There were 10 large buildings in my selected package but they represented at least 13 business fronts. All were excellent for my 70's layout. No need to show them all because they are at www.sceniking.com anyway. Take a look. 

What you see is my 1 hours work. Two pieces of good plywood - some spray on glue for the over all photo and some white glue for the overlap. 

The colours are great. Not bright and toy like. The edges are sharp as seen from a respectable distance (across the street for example). I didn't use the skid row item or the bank like building but all the others will find a home on the WV. 

Follow the instructions. If you've ever done a scrap book you can do this. 

Dave


----------



## steam maker (Jan 11, 2008)

Dave those look great! 
I do think I will get some, are they just pics and you glue them on your own plywood and then attach them to the wall? 

Joe


----------



## dawinter (Jan 2, 2008)

Joe 

Right. They're large photos that are cut up into two to six sections depending on size. You have to cut off the white borders and overlap them about 1/2 inch. They're designed for that so there's nothing lost. 

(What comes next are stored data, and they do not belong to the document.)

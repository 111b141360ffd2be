#![allow(clippy::module_name_repetitions)]
//! Canonical file paths for the `DuckDB` data directory.
//!
//! All paths are relative to the project root's `data/` directory.

use std::path::{Path, PathBuf};

/// Returns the workspace root directory.
///
/// Resolved at compile time from `CARGO_MANIFEST_DIR`; falls back to the
/// current directory if the crate has been moved out of the workspace.
#[must_use]
pub fn project_root() -> PathBuf {
    Path::new(env!("CARGO_MANIFEST_DIR"))
        .ancestors()
        .nth(2)
        .map_or_else(|| PathBuf::from("."), Path::to_path_buf)
}

/// Returns the `data/` directory path.
#[must_use]
pub fn data_dir() -> PathBuf {
    project_root().join("data")
}

/// Returns the path of the `DuckDB` file holding stops, incidents and
/// stop frequencies.
#[must_use]
pub fn snapshot_db_path() -> PathBuf {
    data_dir().join("envwatch.duckdb")
}
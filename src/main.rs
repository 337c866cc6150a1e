//! Demo driver for the tabsync mediator.
//!
//! Wires a small home screen (a tab strip over a two-section pager) the
//! way an application would, then replays the interactions the mediator
//! synchronizes: a tab tap, a swipe gesture, an adapter change and a
//! programmatic jump. Run with `RUST_LOG=trace` to watch the event flow.

use std::rc::Rc;
use tabsync::{PagedContainer, SectionAdapter, Tab, TabPagerMediator, TabStrip};
use tracing_subscriber::EnvFilter;

fn main() -> tabsync::Result<()> {
    tracing_subscriber::fmt()
        .with_env_filter(
            EnvFilter::try_from_default_env().unwrap_or_else(|_| EnvFilter::new("info")),
        )
        .init();

    let strip = TabStrip::new();
    let pager = PagedContainer::new();
    let adapter = SectionAdapter::new(["Home", "Categories"]);
    pager.set_adapter(adapter.clone());

    let titles = Rc::clone(&adapter);
    let mut mediator = TabPagerMediator::new(
        Rc::clone(&strip),
        Rc::clone(&pager),
        move |tab: &mut Tab, position: usize| {
            tab.set_label(titles.section(position).unwrap_or_default());
        },
    );
    mediator.attach()?;
    tracing::info!(tabs = ?strip.labels(), "mediator attached");

    // Tap the second tab: the strip drives the pager.
    strip.select_tab(1, true)?;
    tracing::info!(
        page = pager.current_item(),
        selected = ?strip.selected_index(),
        "after tapping 'Categories'"
    );

    // Swipe most of the way back: the pager drives the strip, interpolating
    // the indicator through the drag.
    pager.begin_drag();
    pager.drag_to(0, 0.9);
    pager.drag_to(0, 0.4);
    tracing::info!(indicator = ?strip.indicator(), "mid-drag");
    pager.release();
    tracing::info!(
        page = pager.current_item(),
        selected = ?strip.selected_index(),
        "after swiping back"
    );

    // Grow the adapter: auto-refresh rebuilds the strip.
    adapter.push_section("Videos");
    tracing::info!(tabs = ?strip.labels(), "after adapter change");

    // Jump programmatically to the new section.
    pager.set_current_item(2, true);
    tracing::info!(
        page = pager.current_item(),
        selected = ?strip.selected_index(),
        "after jumping to 'Videos'"
    );

    mediator.detach();
    tracing::info!("mediator detached");
    Ok(())
}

I cut them and match them without glue then set them aside while I use a spry on glue over a smooth piece of plywood, MDF or heavy cardboard that has been cut to fit the building. Then I carefully lay on each section to build the whole picture just like an easy jig-saw puzzle. The overlaps are all that are left so I put a little white glue on a stir stick and slide it under the 'flap' and then carefully press it down. 

If your matching has been good the joint should just about disappear. 

Have a ball 

Dave


----------



## steam maker (Jan 11, 2008)

Thanks for the info Dave. 
I am going to get some very soon 

Joe


----------